Skam was formed in 2019 as an emotional outlet in the form of extreme music. It is a mix of relentless grindcore, crust punk, death metal and black metal fueled by feelings of despair, panic and sadness. This is because it became a sort of musical act that hopes to bring attention to the state in which the worlds mental health is and the absurd amounts of suicides caused by it. Skam hopes to help those who can find catharsis in the music. Mental disease doesn’t show itself the same way physical illness does, so the album Sounds of a Disease was made to reveal one of its many faces.

The lyrics that I am most proud of writing? That would have to be the title track and Sentencing’s last song, which serves as the album’s climax both musically and lyrically. It’s not exact precisely poetry, but it is a platform that gives the vocals a lot of room for expression. I had been studying for about three years at the time. The songs were written while on the edge of being burnt out as I was working on my bachelor’s thesis. It served as a much-needed catharsis for that period. And when that was done, and the recording had started, Covid-19 reached Sweden. You could say it was produced between a rock and a hard place, I guess.
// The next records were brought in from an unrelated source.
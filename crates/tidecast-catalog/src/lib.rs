//! Catalog API for Tidecast.
//!
//! Typed models for the home screen and search, and a [`CatalogService`]
//! that fetches them through a [`tidecast_net::RequestExecutor`].
//!
//! ```ignore
//! use tidecast_catalog::{CatalogService, SectionContent};
//! use tidecast_net::{ClientConfig, RequestExecutor};
//!
//! let executor = RequestExecutor::builder(ClientConfig::new("https://api.tidecast.fm"))
//!     .standard_interceptors()
//!     .build()?;
//! let catalog = CatalogService::new(executor);
//!
//! for section in catalog.home_sections(1).await?.sections {
//!     if let SectionContent::Podcasts(podcasts) = section.content {
//!         println!("{}: {} shows", section.name, podcasts.len());
//!     }
//! }
//! ```

pub mod models;
mod service;

pub use models::{
    Article, Audiobook, ContentKind, Episode, HomeSection, HomeSectionsResponse, Pagination,
    Podcast, SearchResults, SectionContent, SectionLayout,
};
pub use service::CatalogService;
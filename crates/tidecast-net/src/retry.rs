//! Retry policy for the transport call.

use std::time::Duration;

/// Delay schedule between attempts.
#[derive(Clone, Copy, Debug, PartialEq)]
pub enum Backoff {
    /// Same delay before every retry.
    Fixed(Duration),
    /// `initial * multiplier^retry`, capped at `max`.
    Exponential {
        /// Delay before the first retry.
        initial: Duration,
        /// Growth factor per retry.
        multiplier: f64,
        /// Upper bound for a single delay.
        max: Duration,
    },
}

impl Backoff {
    /// Delay to wait before the retry with the given index (0 = first retry).
    pub fn delay(&self, retry: u32) -> Duration {
        match *self {
            Self::Fixed(delay) => delay,
            Self::Exponential {
                initial,
                multiplier,
                max,
            } => {
                let factor = multiplier.max(1.0).powi(retry.min(i32::MAX as u32) as i32);
                // Non-finite factors saturate at the cap
                Duration::try_from_secs_f64(initial.as_secs_f64() * factor)
                    .unwrap_or(max)
                    .min(max)
            }
        }
    }
}

impl Default for Backoff {
    fn default() -> Self {
        Self::Fixed(Duration::from_secs(1))
    }
}

/// How many times, and how patiently, a retryable failure is re-attempted.
#[derive(Clone, Copy, Debug, PartialEq)]
pub struct RetryPolicy {
    /// Retries after the first attempt.
    pub max_retries: u32,
    /// Delay schedule.
    pub backoff: Backoff,
}

impl RetryPolicy {
    /// Create a policy.
    pub fn new(max_retries: u32, backoff: Backoff) -> Self {
        Self {
            max_retries,
            backoff,
        }
    }

    /// A policy that never retries.
    pub fn none() -> Self {
        Self::new(0, Backoff::Fixed(Duration::ZERO))
    }

    /// Fixed-delay policy.
    pub fn fixed(max_retries: u32, delay: Duration) -> Self {
        Self::new(max_retries, Backoff::Fixed(delay))
    }

    /// Exponential policy doubling from `initial` up to `max`.
    pub fn exponential(max_retries: u32, initial: Duration, max: Duration) -> Self {
        Self::new(
            max_retries,
            Backoff::Exponential {
                initial,
                multiplier: 2.0,
                max,
            },
        )
    }

    /// Total number of transport attempts allowed.
    pub fn max_attempts(&self) -> u32 {
        self.max_retries.saturating_add(1)
    }
}

impl Default for RetryPolicy {
    fn default() -> Self {
        Self::fixed(3, Duration::from_secs(1))
    }
}
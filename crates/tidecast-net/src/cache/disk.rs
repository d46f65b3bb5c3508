//! Persistent tier.
//!
//! Each entry is one JSON record `<key>.json` in the cache directory, holding
//! the base64 payload, creation and expiration times as epoch seconds, the
//! validator tag and the payload size. Records are written to a temporary
//! file and renamed into place, so a crash never leaves a torn record behind.
//!
//! The index of what is on disk is built lazily from the directory on first
//! use. Every failure here is logged and absorbed: the disk tier is
//! best-effort and never fails the request path.

use std::collections::HashMap;
use std::future::Future;
use std::io;
use std::path::{Path, PathBuf};
use std::sync::Arc;
use std::time::{Duration, SystemTime, UNIX_EPOCH};

use base64::Engine;
use base64::engine::general_purpose::STANDARD;
use bytes::Bytes;
use serde::{Deserialize, Serialize};
use tokio::fs;
use tokio::sync::Mutex;

use super::CacheEntry;
use crate::logger::targets;

const RECORD_EXT: &str = "json";
const TEMP_EXT: &str = "tmp";

/// Fraction of the budget eviction brings usage down to.
const EVICTION_TARGET: f64 = 0.75;

#[derive(Serialize, Deserialize)]
struct DiskRecord {
    payload: String,
    created_at: f64,
    expires_at: f64,
    etag: Option<String>,
    size: u64,
}

impl DiskRecord {
    fn from_entry(entry: &CacheEntry) -> Self {
        Self {
            payload: STANDARD.encode(&entry.payload),
            created_at: epoch_secs(entry.created_at),
            expires_at: epoch_secs(entry.expires_at),
            etag: entry.etag.clone(),
            size: entry.size,
        }
    }

    fn into_entry(self) -> Option<CacheEntry> {
        let payload = Bytes::from(STANDARD.decode(self.payload.as_bytes()).ok()?);
        let created_at = from_epoch_secs(self.created_at)?;
        let expires_at = from_epoch_secs(self.expires_at)?;
        if expires_at <= created_at || payload.len() as u64 != self.size {
            return None;
        }
        Some(CacheEntry {
            payload,
            created_at,
            expires_at,
            etag: self.etag,
            size: self.size,
        })
    }
}

fn epoch_secs(time: SystemTime) -> f64 {
    time.duration_since(UNIX_EPOCH)
        .map(|d| d.as_secs_f64())
        .unwrap_or(0.0)
}

fn from_epoch_secs(secs: f64) -> Option<SystemTime> {
    Duration::try_from_secs_f64(secs)
        .ok()
        .and_then(|d| UNIX_EPOCH.checked_add(d))
}

#[derive(Clone, Copy, Debug)]
struct RecordMeta {
    /// Bytes the record occupies on disk.
    file_size: u64,
    created_at: SystemTime,
    expires_at: SystemTime,
}

#[derive(Default)]
struct DiskState {
    loaded: bool,
    index: HashMap<String, RecordMeta>,
    total_bytes: u64,
}

impl DiskState {
    fn forget(&mut self, key: &str) -> Option<RecordMeta> {
        let meta = self.index.remove(key)?;
        self.total_bytes = self.total_bytes.saturating_sub(meta.file_size);
        Some(meta)
    }
}

/// Directory-backed tier with a byte budget.
///
/// All operations serialize on one async lock, which doubles as the queue
/// for disk I/O. Operations that touch several files run as detached tasks:
/// dropping the caller's future must not leave files the index does not
/// account for.
#[derive(Clone)]
pub(crate) struct DiskTier {
    dir: PathBuf,
    max_bytes: u64,
    state: Arc<Mutex<DiskState>>,
}

impl DiskTier {
    pub(crate) fn new(dir: impl Into<PathBuf>, max_bytes: u64) -> Self {
        Self {
            dir: dir.into(),
            max_bytes,
            state: Arc::new(Mutex::new(DiskState::default())),
        }
    }

    pub(crate) fn dir(&self) -> &Path {
        &self.dir
    }

    pub(crate) fn max_bytes(&self) -> u64 {
        self.max_bytes
    }

    fn record_path(&self, key: &str) -> PathBuf {
        self.dir.join(format!("{key}.{RECORD_EXT}"))
    }

    fn temp_path(&self, key: &str) -> PathBuf {
        self.dir.join(format!("{key}.{TEMP_EXT}"))
    }

    /// Run `work` on a task of its own and wait for it. The task finishes
    /// even if the caller stops waiting.
    async fn detached<T, F>(&self, op: &'static str, work: impl FnOnce(DiskTier) -> F) -> Option<T>
    where
        F: Future<Output = T> + Send + 'static,
        T: Send + 'static,
    {
        match tokio::spawn(work(self.clone())).await {
            Ok(value) => Some(value),
            Err(e) => {
                tracing::warn!(target: targets::CACHE, op, error = %e, "disk cache task failed");
                None
            }
        }
    }

    /// Build the index from the directory if it has not been built yet.
    async fn ensure_loaded(&self, state: &mut DiskState) {
        if state.loaded {
            return;
        }
        if let Err(e) = fs::create_dir_all(&self.dir).await {
            tracing::warn!(target: targets::CACHE, dir = ?self.dir, error = %e, "cannot create cache directory");
            return;
        }
        match self.scan(state).await {
            Ok(()) => {
                state.loaded = true;
                tracing::debug!(
                    target: targets::CACHE,
                    entries = state.index.len(),
                    bytes = state.total_bytes,
                    "disk cache index loaded"
                );
            }
            Err(e) => {
                tracing::warn!(target: targets::CACHE, dir = ?self.dir, error = %e, "cannot scan cache directory");
            }
        }
    }

    async fn scan(&self, state: &mut DiskState) -> io::Result<()> {
        state.index.clear();
        state.total_bytes = 0;

        let mut entries = fs::read_dir(&self.dir).await?;
        while let Some(dir_entry) = entries.next_entry().await? {
            let path = dir_entry.path();
            let ext = path.extension().and_then(|e| e.to_str());
            if ext == Some(TEMP_EXT) {
                // leftover from an interrupted write
                let _ = fs::remove_file(&path).await;
                continue;
            }
            if ext != Some(RECORD_EXT) {
                continue;
            }
            let Some(key) = path.file_stem().and_then(|s| s.to_str()).map(str::to_string) else {
                continue;
            };

            match read_record(&path).await {
                Some((entry, file_size)) => {
                    state.total_bytes += file_size;
                    state.index.insert(
                        key,
                        RecordMeta {
                            file_size,
                            created_at: entry.created_at,
                            expires_at: entry.expires_at,
                        },
                    );
                }
                None => {
                    tracing::debug!(target: targets::CACHE, path = ?path, "dropping unreadable cache record");
                    let _ = fs::remove_file(&path).await;
                }
            }
        }
        Ok(())
    }

    /// Persist an entry, then enforce the budget.
    pub(crate) async fn store(&self, key: &str, entry: &CacheEntry) -> bool {
        let encoded = match serde_json::to_vec(&DiskRecord::from_entry(entry)) {
            Ok(encoded) => encoded,
            Err(e) => {
                tracing::warn!(target: targets::CACHE, error = %e, "cannot encode cache record");
                return false;
            }
        };
        let meta = RecordMeta {
            file_size: encoded.len() as u64,
            created_at: entry.created_at,
            expires_at: entry.expires_at,
        };
        let key = key.to_string();
        self.detached("store", move |tier| async move { tier.persist(&key, &encoded, meta).await })
            .await
            .unwrap_or(false)
    }

    /// Write a record and account for it in the index, then enforce the budget.
    async fn persist(&self, key: &str, encoded: &[u8], meta: RecordMeta) -> bool {
        let file_size = meta.file_size;
        let mut state = self.state.lock().await;
        self.ensure_loaded(&mut state).await;
        if !state.loaded {
            return false;
        }
        if file_size > self.max_bytes {
            tracing::debug!(target: targets::CACHE, key, bytes = file_size, "entry exceeds disk budget");
            return false;
        }

        let temp = self.temp_path(key);
        let target = self.record_path(key);
        let written = async {
            fs::write(&temp, encoded).await?;
            fs::rename(&temp, &target).await
        }
        .await;
        if let Err(e) = written {
            tracing::warn!(target: targets::CACHE, key, error = %e, "cannot write cache record");
            let _ = fs::remove_file(&temp).await;
            return false;
        }

        state.forget(key);
        state.total_bytes += file_size;
        state.index.insert(key.to_string(), meta);

        if state.total_bytes > self.max_bytes {
            self.evict(&mut state).await;
        }
        true
    }

    /// Remove oldest-created records until usage is at most 75% of budget.
    async fn evict(&self, state: &mut DiskState) {
        let target = (self.max_bytes as f64 * EVICTION_TARGET) as u64;
        let mut by_age: Vec<(String, SystemTime)> = state
            .index
            .iter()
            .map(|(key, meta)| (key.clone(), meta.created_at))
            .collect();
        by_age.sort_by(|a, b| a.1.cmp(&b.1).then_with(|| a.0.cmp(&b.0)));

        let before = state.total_bytes;
        let mut evicted = 0usize;
        for (key, _) in by_age {
            if state.total_bytes <= target {
                break;
            }
            state.forget(&key);
            let _ = fs::remove_file(self.record_path(&key)).await;
            evicted += 1;
        }
        tracing::debug!(
            target: targets::CACHE,
            evicted,
            before,
            after = state.total_bytes,
            "disk cache over budget"
        );
    }

    /// Load a live entry. Expired or unreadable records are deleted.
    pub(crate) async fn load(&self, key: &str) -> Option<CacheEntry> {
        let mut state = self.state.lock().await;
        self.ensure_loaded(&mut state).await;

        let meta = *state.index.get(key)?;
        let path = self.record_path(key);
        if meta.expires_at < SystemTime::now() {
            state.forget(key);
            let _ = fs::remove_file(&path).await;
            return None;
        }

        match read_record(&path).await {
            Some((entry, _)) if !entry.is_expired() => Some(entry),
            _ => {
                state.forget(key);
                let _ = fs::remove_file(&path).await;
                None
            }
        }
    }

    pub(crate) async fn remove(&self, key: &str) -> bool {
        let mut state = self.state.lock().await;
        self.ensure_loaded(&mut state).await;
        let known = state.forget(key).is_some();
        let _ = fs::remove_file(self.record_path(key)).await;
        known
    }

    /// Delete every record and reset the byte counter.
    pub(crate) async fn clear(&self) {
        self.detached("clear", |tier| async move { tier.clear_files().await }).await;
    }

    async fn clear_files(&self) {
        let mut state = self.state.lock().await;
        state.index.clear();
        state.total_bytes = 0;

        let mut entries = match fs::read_dir(&self.dir).await {
            Ok(entries) => entries,
            Err(e) if e.kind() == io::ErrorKind::NotFound => {
                state.loaded = false;
                return;
            }
            Err(e) => {
                tracing::warn!(target: targets::CACHE, error = %e, "cannot clear cache directory");
                state.loaded = false;
                return;
            }
        };
        while let Ok(Some(dir_entry)) = entries.next_entry().await {
            let path = dir_entry.path();
            let ext = path.extension().and_then(|e| e.to_str());
            if matches!(ext, Some(RECORD_EXT) | Some(TEMP_EXT)) {
                let _ = fs::remove_file(&path).await;
            }
        }
        state.loaded = true;
    }

    /// Delete records expired at `now`; returns how many were deleted.
    pub(crate) async fn clear_expired(&self, now: SystemTime) -> usize {
        self.detached("clear_expired", move |tier| async move {
            tier.remove_expired(now).await
        })
        .await
        .unwrap_or(0)
    }

    async fn remove_expired(&self, now: SystemTime) -> usize {
        let mut state = self.state.lock().await;
        self.ensure_loaded(&mut state).await;

        let expired: Vec<String> = state
            .index
            .iter()
            .filter(|(_, meta)| now > meta.expires_at)
            .map(|(key, _)| key.clone())
            .collect();
        for key in &expired {
            state.forget(key);
            let _ = fs::remove_file(self.record_path(key)).await;
        }
        expired.len()
    }

    /// Bytes currently tracked on disk.
    pub(crate) async fn usage(&self) -> u64 {
        let mut state = self.state.lock().await;
        self.ensure_loaded(&mut state).await;
        state.total_bytes
    }

    pub(crate) async fn len(&self) -> usize {
        let mut state = self.state.lock().await;
        self.ensure_loaded(&mut state).await;
        state.index.len()
    }
}

async fn read_record(path: &Path) -> Option<(CacheEntry, u64)> {
    let raw = fs::read(path).await.ok()?;
    let record: DiskRecord = serde_json::from_slice(&raw).ok()?;
    Some((record.into_entry()?, raw.len() as u64))
}
//! Catalog content models.
//!
//! A section's items are all of one kind, named by the section's
//! `content_type`. Sections decode into a [`SectionContent`] tagged union
//! rather than one record with every field optional, so an unknown kind or
//! a malformed item fails decoding instead of silently producing blanks.

use std::fmt;

use serde::de::{self, Deserializer};
use serde::{Deserialize, Serialize};

/// One page of the home screen.
#[derive(Debug, Clone, PartialEq, Deserialize)]
pub struct HomeSectionsResponse {
    /// Sections in server order.
    pub sections: Vec<HomeSection>,
    /// Paging information.
    pub pagination: Pagination,
}

/// Search results, shaped like home sections.
#[derive(Debug, Clone, PartialEq, Deserialize)]
pub struct SearchResults {
    /// Result sections.
    #[serde(default)]
    pub sections: Vec<HomeSection>,
    /// Paging information, absent for single-page results.
    #[serde(default)]
    pub pagination: Option<Pagination>,
}

impl SearchResults {
    /// No results.
    pub fn empty() -> Self {
        Self {
            sections: Vec::new(),
            pagination: None,
        }
    }

    /// Whether there is nothing to show.
    pub fn is_empty(&self) -> bool {
        self.sections.iter().all(|s| s.content.is_empty())
    }
}

/// Paging cursor.
#[derive(Debug, Clone, PartialEq, Eq, Serialize, Deserialize)]
pub struct Pagination {
    /// Path of the next page, if any.
    #[serde(default)]
    pub next_page: Option<String>,
    /// Total number of pages.
    #[serde(deserialize_with = "flex_u32")]
    pub total_pages: u32,
    /// Page this response holds.
    #[serde(default, deserialize_with = "flex_opt_u32")]
    pub current_page: Option<u32>,
}

impl Pagination {
    /// Whether another page can be requested.
    pub fn has_more(&self) -> bool {
        match self.current_page {
            Some(current) => current < self.total_pages,
            None => self.next_page.is_some(),
        }
    }
}

/// How a section is laid out on screen.
#[derive(Debug, Clone, PartialEq, Eq, Serialize, Deserialize)]
#[serde(rename_all = "snake_case")]
pub enum SectionLayout {
    /// Grid of squares.
    Square,
    /// Large squares, horizontally scrolling.
    BigSquare,
    /// Two rows, horizontally scrolling.
    #[serde(rename = "2_lines_grid")]
    TwoLinesGrid,
    /// Queue-style list.
    Queue,
    /// A layout this client does not know.
    #[serde(other)]
    Unknown,
}

/// Kind of items in a section.
#[derive(Debug, Clone, Copy, PartialEq, Eq, Hash, Serialize, Deserialize)]
#[serde(rename_all = "snake_case")]
pub enum ContentKind {
    /// Podcast shows.
    Podcast,
    /// Podcast episodes.
    Episode,
    /// Audiobooks.
    #[serde(alias = "audiobook")]
    AudioBook,
    /// Narrated articles.
    #[serde(alias = "article")]
    AudioArticle,
}

/// A home screen section.
#[derive(Debug, Clone, PartialEq, Deserialize)]
#[serde(try_from = "RawSection")]
pub struct HomeSection {
    /// Title shown above the section.
    pub name: String,
    /// Layout hint.
    pub layout: SectionLayout,
    /// Position on screen.
    pub order: u32,
    /// Items, all of one kind.
    pub content: SectionContent,
}

/// Items of one section.
#[derive(Debug, Clone, PartialEq)]
pub enum SectionContent {
    /// Podcast shows.
    Podcasts(Vec<Podcast>),
    /// Podcast episodes.
    Episodes(Vec<Episode>),
    /// Audiobooks.
    Audiobooks(Vec<Audiobook>),
    /// Narrated articles.
    Articles(Vec<Article>),
}

impl SectionContent {
    /// Kind of the items.
    pub fn kind(&self) -> ContentKind {
        match self {
            Self::Podcasts(_) => ContentKind::Podcast,
            Self::Episodes(_) => ContentKind::Episode,
            Self::Audiobooks(_) => ContentKind::AudioBook,
            Self::Articles(_) => ContentKind::AudioArticle,
        }
    }

    /// Number of items.
    pub fn len(&self) -> usize {
        match self {
            Self::Podcasts(items) => items.len(),
            Self::Episodes(items) => items.len(),
            Self::Audiobooks(items) => items.len(),
            Self::Articles(items) => items.len(),
        }
    }

    /// Whether the section has no items.
    pub fn is_empty(&self) -> bool {
        self.len() == 0
    }
}

#[derive(Deserialize)]
struct RawSection {
    name: String,
    #[serde(rename = "type")]
    layout: SectionLayout,
    content_type: ContentKind,
    #[serde(deserialize_with = "flex_u32")]
    order: u32,
    #[serde(default)]
    content: Vec<serde_json::Value>,
}

/// A section whose items do not match its `content_type`.
#[derive(Debug)]
pub struct SectionError {
    section: String,
    kind: ContentKind,
    source: serde_json::Error,
}

impl fmt::Display for SectionError {
    fn fmt(&self, f: &mut fmt::Formatter<'_>) -> fmt::Result {
        write!(
            f,
            "section {:?}: items are not {:?}: {}",
            self.section, self.kind, self.source
        )
    }
}

impl std::error::Error for SectionError {
    fn source(&self) -> Option<&(dyn std::error::Error + 'static)> {
        Some(&self.source)
    }
}

impl TryFrom<RawSection> for HomeSection {
    type Error = SectionError;

    fn try_from(raw: RawSection) -> Result<Self, Self::Error> {
        fn items<T: de::DeserializeOwned>(
            values: Vec<serde_json::Value>,
        ) -> serde_json::Result<Vec<T>> {
            values.into_iter().map(serde_json::from_value).collect()
        }

        let content = match raw.content_type {
            ContentKind::Podcast => items(raw.content).map(SectionContent::Podcasts),
            ContentKind::Episode => items(raw.content).map(SectionContent::Episodes),
            ContentKind::AudioBook => items(raw.content).map(SectionContent::Audiobooks),
            ContentKind::AudioArticle => items(raw.content).map(SectionContent::Articles),
        }
        .map_err(|source| SectionError {
            section: raw.name.clone(),
            kind: raw.content_type,
            source,
        })?;

        Ok(Self {
            name: raw.name,
            layout: raw.layout,
            order: raw.order,
            content,
        })
    }
}

/// A podcast show.
#[derive(Debug, Clone, PartialEq, Serialize, Deserialize)]
pub struct Podcast {
    /// Identifier.
    #[serde(deserialize_with = "flex_string")]
    pub podcast_id: String,
    /// Title.
    pub name: String,
    /// Description.
    #[serde(default)]
    pub description: Option<String>,
    /// Cover art.
    #[serde(default)]
    pub avatar_url: Option<String>,
    /// Number of episodes.
    #[serde(default, deserialize_with = "flex_opt_u32")]
    pub episode_count: Option<u32>,
    /// Total length in seconds.
    #[serde(default, deserialize_with = "flex_opt_u32")]
    pub duration: Option<u32>,
    /// Language code.
    #[serde(default)]
    pub language: Option<String>,
    /// Ranking score.
    #[serde(default)]
    pub score: Option<f64>,
}

/// A podcast episode.
#[derive(Debug, Clone, PartialEq, Serialize, Deserialize)]
pub struct Episode {
    /// Identifier.
    #[serde(deserialize_with = "flex_string")]
    pub episode_id: String,
    /// Title.
    pub name: String,
    /// Show the episode belongs to.
    #[serde(default)]
    pub podcast_name: Option<String>,
    /// Host or author.
    #[serde(default)]
    pub author_name: Option<String>,
    /// Description.
    #[serde(default)]
    pub description: Option<String>,
    /// Cover art.
    #[serde(default)]
    pub avatar_url: Option<String>,
    /// Audio stream.
    #[serde(default)]
    pub audio_url: Option<String>,
    /// Length in seconds.
    #[serde(default, deserialize_with = "flex_opt_u32")]
    pub duration: Option<u32>,
    /// Publication date, as sent by the server.
    #[serde(default)]
    pub release_date: Option<String>,
}

/// An audiobook.
#[derive(Debug, Clone, PartialEq, Serialize, Deserialize)]
pub struct Audiobook {
    /// Identifier.
    #[serde(deserialize_with = "flex_string")]
    pub audiobook_id: String,
    /// Title.
    pub name: String,
    /// Author.
    #[serde(default)]
    pub author_name: Option<String>,
    /// Description.
    #[serde(default)]
    pub description: Option<String>,
    /// Cover art.
    #[serde(default)]
    pub avatar_url: Option<String>,
    /// Length in seconds.
    #[serde(default, deserialize_with = "flex_opt_u32")]
    pub duration: Option<u32>,
    /// Language code.
    #[serde(default)]
    pub language: Option<String>,
    /// Publication date, as sent by the server.
    #[serde(default)]
    pub release_date: Option<String>,
}

/// A narrated article.
#[derive(Debug, Clone, PartialEq, Serialize, Deserialize)]
pub struct Article {
    /// Identifier.
    #[serde(deserialize_with = "flex_string")]
    pub article_id: String,
    /// Headline.
    pub name: String,
    /// Author.
    #[serde(default)]
    pub author_name: Option<String>,
    /// Description.
    #[serde(default)]
    pub description: Option<String>,
    /// Illustration.
    #[serde(default)]
    pub avatar_url: Option<String>,
    /// Length in seconds.
    #[serde(default, deserialize_with = "flex_opt_u32")]
    pub duration: Option<u32>,
    /// Publication date, as sent by the server.
    #[serde(default)]
    pub release_date: Option<String>,
}

// The backend is inconsistent about quoting numbers.

#[derive(Deserialize)]
#[serde(untagged)]
enum Flex {
    Number(u64),
    Text(String),
}

fn flex_u32<'de, D: Deserializer<'de>>(deserializer: D) -> Result<u32, D::Error> {
    let value = match Flex::deserialize(deserializer)? {
        Flex::Number(n) => n,
        Flex::Text(s) => s.trim().parse().map_err(de::Error::custom)?,
    };
    u32::try_from(value).map_err(de::Error::custom)
}

fn flex_opt_u32<'de, D: Deserializer<'de>>(deserializer: D) -> Result<Option<u32>, D::Error> {
    Option::<Flex>::deserialize(deserializer)?
        .map(|flex| match flex {
            Flex::Number(n) => u32::try_from(n).map_err(de::Error::custom),
            Flex::Text(s) => s.trim().parse().map_err(de::Error::custom),
        })
        .transpose()
}

fn flex_string<'de, D: Deserializer<'de>>(deserializer: D) -> Result<String, D::Error> {
    Ok(match Flex::deserialize(deserializer)? {
        Flex::Number(n) => n.to_string(),
        Flex::Text(s) => s,
    })
}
We wouldn’t have Cannibal Corpse if the metal scene bothered too much with political correctness. To me, a big part of metal is about transgression, not holding back, being real whether it’s sonically, lyrically or visually.

About the current metal scene? I’ve only ever seen the one here in Sweden, and here’s not much happening. Lately, several popular clubs and such where metal bands play regularly have been shut down as the Swedish government simply does nothing. If I could ask the rest of the world one favour, please let our government know how much you appreciate our bands.